When you attend as many conferences as I do every year, it’s invigorating to come away with new perspectives on retailing and what it takes to succeed. It’s dangerous, perhaps even sophomoric, to reduce a conference to sound bites, but at the risk of showing my business naivete, allow me to share some of the key takeaways from two days in late February in Sarasota, Fla., at the Service Management Forum for Multi-Unit Executives, produced by Service Management Group (SMG) of Kansas City, Mo.

“Change is certain. Progress is not,” said Jack Mackey, SMG’s VP of sales and marketing. Kim Lopdrup, president of Red Lobster, put it a different way: “It’s demoralizing to be in a company that is not growing.”

One way to achieve progress and raise morale is by enlisting associates in the effort and rewarding them for achievements. But make sure the reward is what they want. Joe Wheeler, executive director and founder of The Service Profit Chain and co-author of “The Science of Delight,” related how Prairie Store Pharmacy of Minnesota wanted to reward its pharmacists with a trip to Hawaii. As strange as it may sound, they didn’t want that reward, said Wheeler. They desired more access to their customers. “Understand what your employees value,” is the lesson to be learned, said Wheeler.
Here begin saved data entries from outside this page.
//! Signed launch data handed to the app by its hosting client.
//!
//! The host encodes a flat set of fields as a query string and adds a `hash`
//! field: `HMAC-SHA256(key = HMAC-SHA256("WebAppData", secret), check_string)`
//! rendered as lowercase hex, where `check_string` is every other field as
//! `key=value`, sorted by key and joined with `\n`.
//!
//! Verification only ever answers yes or no. Anything malformed, unsigned or
//! mis-signed is a plain `false`.

use super::hmac::{hmac_sha256, hmac_sha256_hex};
use crate::error::SecurityError;
use chrono::Utc;
use serde_json::Value;
use std::collections::BTreeMap;
use std::fmt;
use std::time::Duration;
use subtle::ConstantTimeEq;
use zeroize::Zeroizing;

/// Field carrying the signature; never part of the signed payload.
pub const HASH_FIELD: &str = "hash";
/// Optional JSON-encoded user object.
pub const USER_FIELD: &str = "user";
/// Unix timestamp the host signed the data at.
pub const AUTH_DATE_FIELD: &str = "auth_date";

const DERIVATION_KEY: &[u8] = b"WebAppData";
/// Tolerated clock drift for `auth_date` values in the future.
const MAX_CLOCK_SKEW_SECS: i64 = 60;

/// Decoded launch-data fields, keyed and ordered by field name.
///
/// Duplicate names keep the last occurrence. `BTreeMap<String, _>` orders
/// keys byte-wise, which is exactly the canonical signing order.
#[derive(Debug, Clone, Default, PartialEq, Eq)]
pub struct LaunchData {
    fields: BTreeMap<String, String>,
}

impl LaunchData {
    /// Decode `raw` with standard query-string rules (`&` pairs, `=` split,
    /// percent and `+` decoding). Never fails; garbage simply yields odd fields.
    pub fn parse(raw: &str) -> Self {
        let fields = url::form_urlencoded::parse(raw.as_bytes())
            .into_owned()
            .collect();
        Self { fields }
    }

    pub fn get(&self, name: &str) -> Option<&str> {
        self.fields.get(name).map(String::as_str)
    }

    pub fn hash(&self) -> Option<&str> {
        self.get(HASH_FIELD)
    }

    pub fn len(&self) -> usize {
        self.fields.len()
    }

    pub fn is_empty(&self) -> bool {
        self.fields.is_empty()
    }

    /// Canonical string the signature covers.
    pub fn check_string(&self) -> String {
        self.fields
            .iter()
            .filter(|(key, _)| key.as_str() != HASH_FIELD)
            .map(|(key, value)| format!("{key}={value}"))
            .collect::<Vec<_>>()
            .join("\n")
    }

    /// Embedded user id, coerced to text. Unauthenticated: only meaningful
    /// after [`verify`] accepted the same input.
    pub fn user_id(&self) -> Option<String> {
        let user: Value = serde_json::from_str(self.get(USER_FIELD)?).ok()?;
        match user.get("id")? {
            Value::Null => None,
            Value::String(id) => Some(id.clone()),
            other => Some(other.to_string()),
        }
    }

    pub fn auth_date(&self) -> Option<i64> {
        self.get(AUTH_DATE_FIELD)?.trim().parse().ok()
    }
}

/// Expected `hash` for `data` under `secret`.
pub fn compute_hash(data: &LaunchData, secret: &str) -> Result<String, SecurityError> {
    if secret.is_empty() {
        return Err(SecurityError::MissingSecret);
    }
    let derived_key = Zeroizing::new(hmac_sha256(DERIVATION_KEY, secret.as_bytes())?);
    hmac_sha256_hex(derived_key.as_slice(), data.check_string().as_bytes())
}

/// Check that `raw` was signed with `secret`.
pub fn verify(raw: &str, secret: &str) -> bool {
    if raw.is_empty() || secret.is_empty() {
        return false;
    }
    verify_parsed(&LaunchData::parse(raw), secret)
}

fn verify_parsed(data: &LaunchData, secret: &str) -> bool {
    let Some(expected) = data.hash() else {
        tracing::debug!("launch data rejected: no hash field");
        return false;
    };

    match compute_hash(data, secret) {
        Ok(candidate) => constant_time_eq(&candidate, expected),
        Err(error) => {
            tracing::warn!(%error, "launch data rejected: signature could not be computed");
            false
        }
    }
}

/// Pull the embedded user id out of `raw`. Performs no authentication.
pub fn extract_user_id(raw: &str) -> Option<String> {
    LaunchData::parse(raw).user_id()
}

/// Build a signed launch-data string the way a host would.
pub fn sign_launch_data<'a, I>(fields: I, secret: &str) -> Result<String, SecurityError>
where
    I: IntoIterator<Item = (&'a str, &'a str)>,
{
    let data = LaunchData {
        fields: fields
            .into_iter()
            .filter(|(key, _)| *key != HASH_FIELD)
            .map(|(key, value)| (key.to_owned(), value.to_owned()))
            .collect(),
    };
    let hash = compute_hash(&data, secret)?;

    let mut serializer = url::form_urlencoded::Serializer::new(String::new());
    for (key, value) in &data.fields {
        serializer.append_pair(key, value);
    }
    serializer.append_pair(HASH_FIELD, &hash);
    Ok(serializer.finish())
}

fn constant_time_eq(a: &str, b: &str) -> bool {
    a.as_bytes().ct_eq(b.as_bytes()).into()
}

/// Verifier bound to one shared secret, with an optional freshness window.
#[derive(Clone)]
pub struct LaunchVerifier {
    secret: Zeroizing<String>,
    max_age: Option<Duration>,
}

impl LaunchVerifier {
    pub fn new(secret: impl Into<String>) -> Self {
        Self {
            secret: Zeroizing::new(secret.into()),
            max_age: None,
        }
    }

    /// Also require an `auth_date` no older than `max_age`. A zero duration
    /// disables the check.
    pub fn with_max_age(mut self, max_age: Duration) -> Self {
        self.max_age = (!max_age.is_zero()).then_some(max_age);
        self
    }

    pub fn verify(&self, raw: &str) -> bool {
        self.verify_at(raw, Utc::now().timestamp())
    }

    /// Verified user id, or `None` when the data is rejected or carries no id.
    pub fn authenticated_user_id(&self, raw: &str) -> Option<String> {
        if !self.verify(raw) {
            return None;
        }
        extract_user_id(raw)
    }

    fn verify_at(&self, raw: &str, now: i64) -> bool {
        if raw.is_empty() || self.secret.is_empty() {
            return false;
        }
        let data = LaunchData::parse(raw);
        if !verify_parsed(&data, &self.secret) {
            return false;
        }

        let Some(max_age) = self.max_age else {
            return true;
        };
        let Some(auth_date) = data.auth_date() else {
            tracing::debug!("launch data rejected: freshness required but auth_date missing");
            return false;
        };
        let max_age_secs = i64::try_from(max_age.as_secs()).unwrap_or(i64::MAX);
        let age = now.saturating_sub(auth_date);
        if age > max_age_secs || age < -MAX_CLOCK_SKEW_SECS {
            tracing::debug!(age, "launch data rejected: auth_date outside allowed window");
            return false;
        }
        true
    }
}

impl fmt::Debug for LaunchVerifier {
    fn fmt(&self, f: &mut fmt::Formatter<'_>) -> fmt::Result {
        f.debug_struct("LaunchVerifier")
            .field("secret", &"[REDACTED]")
            .field("max_age", &self.max_age)
            .finish()
    }
}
He advised retailers not competing on price to build a business that is emotionally attractive and significantly memorable, a concept such as Build-A-Bear Workshops. Of course, retail discipline is needed, as well. Build-A-Bear, said Wheeler, strictly monitors its “sounds and shoes to skins” ratios. Every 15 minutes managers check to make sure the staff is selling the right amount of add-on sales (sounds and shoes) to the number of skins (bears) sold.

There can be a tendency in retail and foodservice to focus on the selling floor, while behind the scenes employees are not given sufficient recognition. In restaurants, the kitchen staff usually works in the “back of the house.” Not so at Pat & Oscar’s Restaurants of San Diego. There they work in the “heart of the house,” said chairman and CEO John Wright.

Many companies have product experts. “Be a customer specialist, not a product specialist,” advocated Polly LaBarre, author of “Mavericks at Work,” citing as an example Vermont Teddy Bear Co. It doesn’t sell bears. It sells peace of mind, by solving last-minute gift-giving needs, especially for men at Valentine’s Day. And for the man who has second thoughts about sending a bear with an “I love you” salutation, the company can even stop a delivery after the bear is on its way.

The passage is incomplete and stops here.